• Given data:
//! Traced dispatches over manifest-declared types.
//!
//! Every behavior a manifest declares is instantiated as a [`TraceBehavior`]
//! that records its name on a shared [`Trail`] and proceeds. Running a call
//! through that setup shows which tags were extracted, which chain was
//! resolved, and how far the call actually got.

use std::cell::Cell;
use std::sync::Arc;

use parking_lot::Mutex;
use proxy_intercept_core::{
    Behavior, BehaviorHandle, Dispatcher, Invocation, MetricsSnapshot, Outcome,
};
use proxy_intercept_registry::{Manifest, ManifestResult};
use proxy_intercept_types::DispatchConfig;
use serde::Serialize;
use serde_json::Value;
use tracing::debug;

/// Dispatcher over JSON arguments and results, with string errors.
pub type JsonDispatcher = Dispatcher<(), Value, Value, String>;

/// Behavior handle matching [`JsonDispatcher`].
pub type JsonBehavior = BehaviorHandle<(), Value, Value, String>;

/// Context key holding the names of the trace behaviors entered so far.
pub const CONTEXT_TRAIL_KEY: &str = "trail";

/// Ordered record of the behaviors entered during a call.
#[derive(Debug, Clone, Default)]
pub struct Trail(Arc<Mutex<Vec<String>>>);

impl Trail {
    pub fn record(&self, name: &str) {
        self.0.lock().push(name.to_string());
    }

    pub fn entries(&self) -> Vec<String> {
        self.0.lock().clone()
    }

    pub fn clear(&self) {
        self.0.lock().clear();
    }
}

/// Records itself on a [`Trail`], then proceeds or stops the chain.
pub struct TraceBehavior {
    name: String,
    trail: Trail,
    stop: bool,
}

impl TraceBehavior {
    pub fn new(name: impl Into<String>, trail: Trail) -> Self {
        Self {
            name: name.into(),
            trail,
            stop: false,
        }
    }

    /// Return without proceeding.
    pub fn stopping(mut self, stop: bool) -> Self {
        self.stop = stop;
        self
    }

    /// The value a stopping behavior returns in place of the original's.
    pub fn short_circuit_value(name: &str) -> Value {
        Value::String(format!("short-circuited by {name}"))
    }
}

impl Behavior<(), Value, Value, String> for TraceBehavior {
    fn name(&self) -> &str {
        &self.name
    }

    fn around_invoke(
        &self,
        mut invocation: Invocation<'_, (), Value, Value, String>,
    ) -> Outcome<Value, String> {
        self.trail.record(&self.name);

        let mut trail = match invocation.context_value(CONTEXT_TRAIL_KEY) {
            Some(Value::Array(names)) => names.clone(),
            _ => Vec::new(),
        };
        trail.push(Value::String(self.name.clone()));
        invocation.insert_context(CONTEXT_TRAIL_KEY, Value::Array(trail));

        if self.stop {
            debug!(behavior = %self.name, "stopping chain");
            return Ok(Self::short_circuit_value(&self.name));
        }
        invocation.proceed()
    }
}

/// How the simulated original method behaves.
#[derive(Debug, Clone, Default)]
pub struct ExplainOptions {
    pub arguments: Value,
    /// Value the original returns
    pub returns: Value,
    /// When set, the original fails with this message instead
    pub fail: Option<String>,
    /// Behavior that returns without proceeding
    pub stop_at: Option<String>,
}

#[derive(Debug, Clone, PartialEq, Serialize)]
#[serde(rename_all = "snake_case")]
pub enum ExplainOutcome {
    Returned(Value),
    Failed(String),
}

/// Result of a traced dispatch.
#[derive(Debug, Clone, Serialize)]
pub struct ExplainReport {
    #[serde(rename = "type")]
    pub type_name: String,
    pub method: String,
    /// Extracted selector tags, in extraction order
    pub tags: Vec<String>,
    /// Resolved behavior chain
    pub chain: Vec<String>,
    /// Behaviors actually entered
    pub executed: Vec<String>,
    pub original_invoked: bool,
    pub outcome: ExplainOutcome,
    pub metrics: MetricsSnapshot,
}

/// Dispatch one call to `type_name::method` with every declared behavior
/// traced.
pub fn explain(
    manifest: &Manifest,
    config: DispatchConfig,
    type_name: &str,
    method: &str,
    options: &ExplainOptions,
) -> ManifestResult<ExplainReport> {
    manifest.validate()?;
    let (ty, method) = manifest.find_method(type_name, method)?;

    let trail = Trail::default();
    let registry = manifest.build_registry(|spec| -> JsonBehavior {
        let stop = options.stop_at.as_deref() == Some(spec.name.as_str());
        let behavior = TraceBehavior::new(spec.name.clone(), trail.clone()).stopping(stop);
        Arc::new(behavior)
    })?;
    let catalog = Arc::new(manifest.build_catalog());
    let dispatcher: JsonDispatcher =
        Dispatcher::with_config(catalog, Arc::new(registry), config);

    let (tags, chain) = dispatcher.chain_for(ty, method);

    let invoked = Cell::new(false);
    let result = dispatcher.dispatch(ty, &(), method, options.arguments.clone(), |_, _, _| {
        invoked.set(true);
        match &options.fail {
            Some(message) => Err(message.clone()),
            None => Ok(options.returns.clone()),
        }
    });

    Ok(ExplainReport {
        type_name: ty.name.clone(),
        method: method.name.clone(),
        tags: tags.iter().map(ToString::to_string).collect(),
        chain: chain.iter().map(|b| b.name().to_string()).collect(),
        executed: trail.entries(),
        original_invoked: invoked.get(),
        outcome: match result {
            Ok(value) => ExplainOutcome::Returned(value),
            Err(message) => ExplainOutcome::Failed(message),
        },
        metrics: dispatcher.metrics().snapshot(),
    })
}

• Exercise details: From the lines above, copy those that contain the word "lock".

• Reply to the task:
        self.0.lock().push(name.to_string());
        self.0.lock().clone()
        self.0.lock().clear();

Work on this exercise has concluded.